Trending 8th April 2026 by Aicha Chalouche
Does Cancel Culture Only Apply To Women Or Something?
We need to get our priorities straight
Cancel culture has been around for years now, serving as a means of holding people with a lot more power and influence than us accountable for their actions. However, this online phenomenon has gradually become more vague and misdirected, and now unsurprisingly it’s morphed into little more than a smear campaign used to target female celebrities.
Obviously women can make mistakes, and women can be bad people, and in those situations it is important to call them out, especially when they have huge platforms of impressionable fans. But what constitutes a mistake worth cancelling someone over? At what point does a celebrity become a bad person who doesn’t deserve attention? And why are we holding female celebrities to a concerningly higher standard than their male counterparts?

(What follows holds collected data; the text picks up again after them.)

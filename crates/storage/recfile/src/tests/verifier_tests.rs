use super::{create_and_open, fixed_schema, reopen, table_dir, variable_schema};
use crate::direct::page_header::DirectPageHeader;
use crate::errors::RecordError;
use crate::metadata::{MetaData, MetaDataOptions};
use crate::object_id::ObjectId;
use crate::value::Value;
use crate::verify::{CancelFlag, Finding, Treatment};
use crate::{OpenMode, RecordFile};
use std::fs::OpenOptions;
use std::io::{Read, Seek, SeekFrom, Write};

fn row(int: i32, big: i64) -> Vec<Value> {
    vec![Value::Null, Value::Int(int), Value::BigInt(big)]
}

fn patch_direct_file(dir: &tempfile::TempDir, patch: impl FnOnce(&mut Vec<u8>)) {
    let path = table_dir(dir).join("direct");
    let mut file = OpenOptions::new().read(true).write(true).open(path).unwrap();
    let mut bytes = Vec::new();
    file.read_to_end(&mut bytes).unwrap();
    patch(&mut bytes);
    file.seek(SeekFrom::Start(0)).unwrap();
    file.write_all(&bytes).unwrap();
}

fn fixed_meta() -> MetaData {
    MetaData::new(fixed_schema(), &MetaDataOptions::default()).unwrap()
}

#[test]
fn healthy_file_verifies_clean() {
    let (dir, mut file) = create_and_open(variable_schema(), OpenMode::Update);
    for i in 0..30 {
        let note = (i % 3 != 0).then(|| format!("row number {i}"));
        file.insert(vec![
            Value::Null,
            Value::Int(i),
            note.map(Value::String).unwrap_or(Value::Null),
        ])
        .unwrap();
    }
    // A few deletes so both free chains are populated.
    file.expunge(ObjectId::new(1, 4)).unwrap();
    file.expunge(ObjectId::new(1, 10)).unwrap();
    file.close().unwrap();

    let mut file = reopen(&dir, variable_schema(), OpenMode::Read);
    let report = file.verify(Treatment::Continue, &CancelFlag::new()).unwrap();
    assert!(report.is_consistent(), "{:?}", report.findings);
}

#[test]
fn bitmap_drift_yields_exactly_one_finding() {
    let (dir, mut file) = create_and_open(fixed_schema(), OpenMode::Update);
    for i in 0..4 {
        file.insert(row(i, 0)).unwrap();
    }
    file.close().unwrap();

    // Bump the stored slot count of data page 1 past its bitmap.
    let meta = fixed_meta();
    let page_offset = meta.direct_page_size();
    patch_direct_file(&dir, |bytes| {
        let stored = u32::from_le_bytes(bytes[page_offset..page_offset + 4].try_into().unwrap());
        bytes[page_offset..page_offset + 4].copy_from_slice(&(stored + 1).to_le_bytes());
    });

    let mut file = reopen(&dir, fixed_schema(), OpenMode::Read);
    let report = file.verify(Treatment::Continue, &CancelFlag::new()).unwrap();
    assert_eq!(
        report.findings,
        vec![Finding::InconsistentPageObjectNumber {
            page_id: 1,
            stored: 5,
            counted: 4,
        }]
    );
}

#[test]
fn free_chain_cycle_terminates_with_a_finding() {
    let (dir, mut file) = create_and_open(fixed_schema(), OpenMode::Update);
    let a = file.insert(row(1, 0)).unwrap();
    let b = file.insert(row(2, 0)).unwrap();
    let _c = file.insert(row(3, 0)).unwrap();
    file.expunge(a).unwrap();
    file.expunge(b).unwrap();
    file.close().unwrap();

    // Free chain is b -> a -> undefined; close the loop a -> b by hand.
    let meta = fixed_meta();
    let header_size = DirectPageHeader::size(meta.slots_per_page());
    let slot_a_offset =
        meta.direct_page_size() + header_size + a.area_id() as usize * meta.slot_size();
    patch_direct_file(&dir, |bytes| {
        bytes[slot_a_offset..slot_a_offset + 8].copy_from_slice(&b.raw().to_le_bytes());
    });

    let mut file = reopen(&dir, fixed_schema(), OpenMode::Read);
    let report = file.verify(Treatment::Continue, &CancelFlag::new()).unwrap();
    assert!(
        report
            .findings
            .iter()
            .any(|finding| matches!(finding, Finding::BadFreeObjectID(_))),
        "{:?}",
        report.findings
    );
}

#[test]
fn occupied_slot_on_the_free_chain_is_flagged() {
    let (dir, mut file) = create_and_open(fixed_schema(), OpenMode::Update);
    let a = file.insert(row(1, 0)).unwrap();
    file.expunge(a).unwrap();
    let b = file.insert(row(2, 0)).unwrap();
    assert_eq!(a, b, "slot reuse expected");
    file.close().unwrap();

    // Point the free chain at the (occupied) reused slot.
    patch_direct_file(&dir, |bytes| {
        // first block free_fixed field: progress byte + block offset 35.
        let offset = 1 + 35;
        bytes[offset..offset + 8].copy_from_slice(&a.raw().to_le_bytes());
        // and mirror into the second block so both copies agree.
        let second = 1 + crate::file_info::BLOCK_SIZE + 35;
        bytes[second..second + 8].copy_from_slice(&a.raw().to_le_bytes());
    });

    let mut file = reopen(&dir, fixed_schema(), OpenMode::Read);
    let report = file.verify(Treatment::Continue, &CancelFlag::new()).unwrap();
    assert!(
        report
            .findings
            .contains(&Finding::BadFreeObjectID(a)),
        "{:?}",
        report.findings
    );
}

#[test]
fn header_count_drift_is_flagged() {
    let (dir, mut file) = create_and_open(fixed_schema(), OpenMode::Update);
    file.insert(row(1, 0)).unwrap();
    file.close().unwrap();

    // Rewrite the count in both header blocks as 5.
    patch_direct_file(&dir, |bytes| {
        for base in [1usize, 1 + crate::file_info::BLOCK_SIZE] {
            let offset = base + 11;
            bytes[offset..offset + 8].copy_from_slice(&5i64.to_le_bytes());
        }
    });

    let mut file = reopen(&dir, fixed_schema(), OpenMode::Read);
    let report = file.verify(Treatment::Continue, &CancelFlag::new()).unwrap();
    assert!(
        report
            .findings
            .contains(&Finding::DiscordObjectNum {
                header: 5,
                counted: 1
            }),
        "{:?}",
        report.findings
    );
}

#[test]
fn zero_count_with_defined_endpoints_is_inconsistent() {
    let (dir, mut file) = create_and_open(fixed_schema(), OpenMode::Update);
    file.insert(row(1, 0)).unwrap();
    file.close().unwrap();

    // Zero the count but leave first/last defined.
    patch_direct_file(&dir, |bytes| {
        for base in [1usize, 1 + crate::file_info::BLOCK_SIZE] {
            let offset = base + 11;
            bytes[offset..offset + 8].copy_from_slice(&0i64.to_le_bytes());
        }
    });

    let mut file = reopen(&dir, fixed_schema(), OpenMode::Read);
    let report = file.verify(Treatment::Continue, &CancelFlag::new()).unwrap();
    assert!(
        report
            .findings
            .iter()
            .any(|finding| matches!(finding, Finding::InconsistentHeader { .. })),
        "{:?}",
        report.findings
    );
}

#[test]
fn abort_treatment_stops_at_the_first_finding() {
    let (dir, mut file) = create_and_open(fixed_schema(), OpenMode::Update);
    for i in 0..4 {
        file.insert(row(i, 0)).unwrap();
    }
    file.close().unwrap();

    let meta = fixed_meta();
    let page_offset = meta.direct_page_size();
    patch_direct_file(&dir, |bytes| {
        // Two independent defects: page drift and a bogus free head.
        let stored = u32::from_le_bytes(bytes[page_offset..page_offset + 4].try_into().unwrap());
        bytes[page_offset..page_offset + 4].copy_from_slice(&(stored + 1).to_le_bytes());
        for base in [1usize, 1 + crate::file_info::BLOCK_SIZE] {
            let offset = base + 35;
            bytes[offset..offset + 8]
                .copy_from_slice(&ObjectId::new(1, 2).raw().to_le_bytes());
        }
    });

    let mut file = reopen(&dir, fixed_schema(), OpenMode::Read);
    let report = file.verify(Treatment::Abort, &CancelFlag::new()).unwrap();
    assert_eq!(report.findings.len(), 1, "{:?}", report.findings);
}

#[test]
fn verification_is_cancellable() {
    let (dir, mut file) = create_and_open(fixed_schema(), OpenMode::Update);
    for i in 0..4 {
        file.insert(row(i, 0)).unwrap();
    }
    file.close().unwrap();

    let cancel = CancelFlag::new();
    cancel.cancel();
    let mut file = reopen(&dir, fixed_schema(), OpenMode::Read);
    let result = file.verify(Treatment::Continue, &cancel);
    assert!(matches!(result, Err(RecordError::Cancelled)));
    // The handle survives a cancelled verification.
    drop(cancel);
    let report = file.verify(Treatment::Continue, &CancelFlag::new()).unwrap();
    assert!(report.is_consistent());
}

/// Small pages so a handful of rows spans several of them.
fn small_page_options() -> MetaDataOptions {
    MetaDataOptions {
        direct_page_size: Some(256),
        ..Default::default()
    }
}

/// Builds a two-page table and returns `(per_page, last_row_id)`; the
/// last row is the only one on page 2.
fn two_page_table(dir: &tempfile::TempDir) -> (u32, ObjectId) {
    RecordFile::create(table_dir(dir), fixed_schema(), &small_page_options()).unwrap();
    let mut file = RecordFile::open(
        table_dir(dir),
        fixed_schema(),
        &small_page_options(),
        OpenMode::Update,
    )
    .unwrap();
    let per_page = file.meta().slots_per_page();
    let mut last = ObjectId::UNDEFINED;
    for i in 0..per_page + 1 {
        last = file.insert(row(i as i32, 0)).unwrap();
    }
    assert_eq!(last, ObjectId::new(2, 0));
    file.close().unwrap();
    (per_page, last)
}

#[test]
fn stray_occupied_slot_beyond_last_is_found_on_a_later_page() {
    let dir = tempfile::tempdir().unwrap();
    let (per_page, real_last) = two_page_table(&dir);

    // Shrink the header's last pointer onto page 1; the real last row
    // sits on page 2.
    let fake_last = ObjectId::new(1, per_page - 1);
    patch_direct_file(&dir, |bytes| {
        for base in [1usize, 1 + crate::file_info::BLOCK_SIZE] {
            bytes[base + 27..base + 35].copy_from_slice(&fake_last.raw().to_le_bytes());
        }
    });

    let mut file = RecordFile::open(
        table_dir(&dir),
        fixed_schema(),
        &small_page_options(),
        OpenMode::Read,
    )
    .unwrap();
    let report = file.verify(Treatment::Continue, &CancelFlag::new()).unwrap();
    assert_eq!(
        report.findings,
        vec![Finding::ExistLastObject {
            last: fake_last,
            next: real_last,
        }]
    );
}

#[test]
fn stray_occupied_slot_before_first_is_found_on_an_earlier_page() {
    let dir = tempfile::tempdir().unwrap();
    let (per_page, real_last) = two_page_table(&dir);

    // Advance the header's first pointer onto page 2; every row of
    // page 1 now sits before it.
    let fake_first = real_last;
    patch_direct_file(&dir, |bytes| {
        for base in [1usize, 1 + crate::file_info::BLOCK_SIZE] {
            bytes[base + 19..base + 27].copy_from_slice(&fake_first.raw().to_le_bytes());
        }
    });

    let mut file = RecordFile::open(
        table_dir(&dir),
        fixed_schema(),
        &small_page_options(),
        OpenMode::Read,
    )
    .unwrap();
    let report = file.verify(Treatment::Continue, &CancelFlag::new()).unwrap();
    assert_eq!(
        report.findings,
        vec![Finding::ExistTopObject {
            first: fake_first,
            prev: ObjectId::new(1, per_page - 1),
        }]
    );
}

#[test]
fn variable_size_drift_is_flagged() {
    let (dir, mut file) = create_and_open(variable_schema(), OpenMode::Update);
    file.insert(vec![
        Value::Null,
        Value::Int(1),
        Value::String("0123456789".repeat(8)),
    ])
    .unwrap();
    file.close().unwrap();

    // Corrupt the stored size in the variable object's header: the first
    // area payload starts with (uncompressed, stored) for column 2.
    let variable_path = table_dir(&dir).join("variable");
    let mut bytes = std::fs::read(&variable_path).unwrap();
    // Page 0, first area sits right after the directory header; its
    // payload begins after the type byte and next pointer.
    let size_info_offset = pagestore::area::DIR_HEADER_SIZE + 9;
    let stored = u32::from_le_bytes(
        bytes[size_info_offset + 4..size_info_offset + 8]
            .try_into()
            .unwrap(),
    );
    bytes[size_info_offset + 4..size_info_offset + 8]
        .copy_from_slice(&(stored + 3).to_le_bytes());
    std::fs::write(&variable_path, &bytes).unwrap();

    let mut file = reopen(&dir, variable_schema(), OpenMode::Read);
    let report = file.verify(Treatment::Continue, &CancelFlag::new()).unwrap();
    assert!(
        report
            .findings
            .iter()
            .any(|finding| matches!(finding, Finding::InconsistentVariableSize { .. })),
        "{:?}",
        report.findings
    );
}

Pop singer Chappell Roan has been under fire from all sides since she stepped into the spotlight a couple years ago. This is mainly due to her openness about struggling with the constant attention that being famous brings, and her hatred for the paparazzi. She’s obviously not the first celebrity to publicly share these feelings, but nevertheless she’s been called rude, ungrateful, undeserving and sensitive.
Many people have accused Chappell of attention seeking by making a scene any time she’s in front of a camera, while others say she should’ve prepared herself for media attention if she wanted to be famous. Recently she faced a huge amount of hate after soccer star Jorginho Frello claimed that his wife and his young stepdaughter were harassed by one of Chappell’s security guards while eating at a hotel. This ended up getting debunked (the security guard did not work for Chappell at all), but not before the pop artist faced a huge amount of backlash and was accused of ‘hating children’.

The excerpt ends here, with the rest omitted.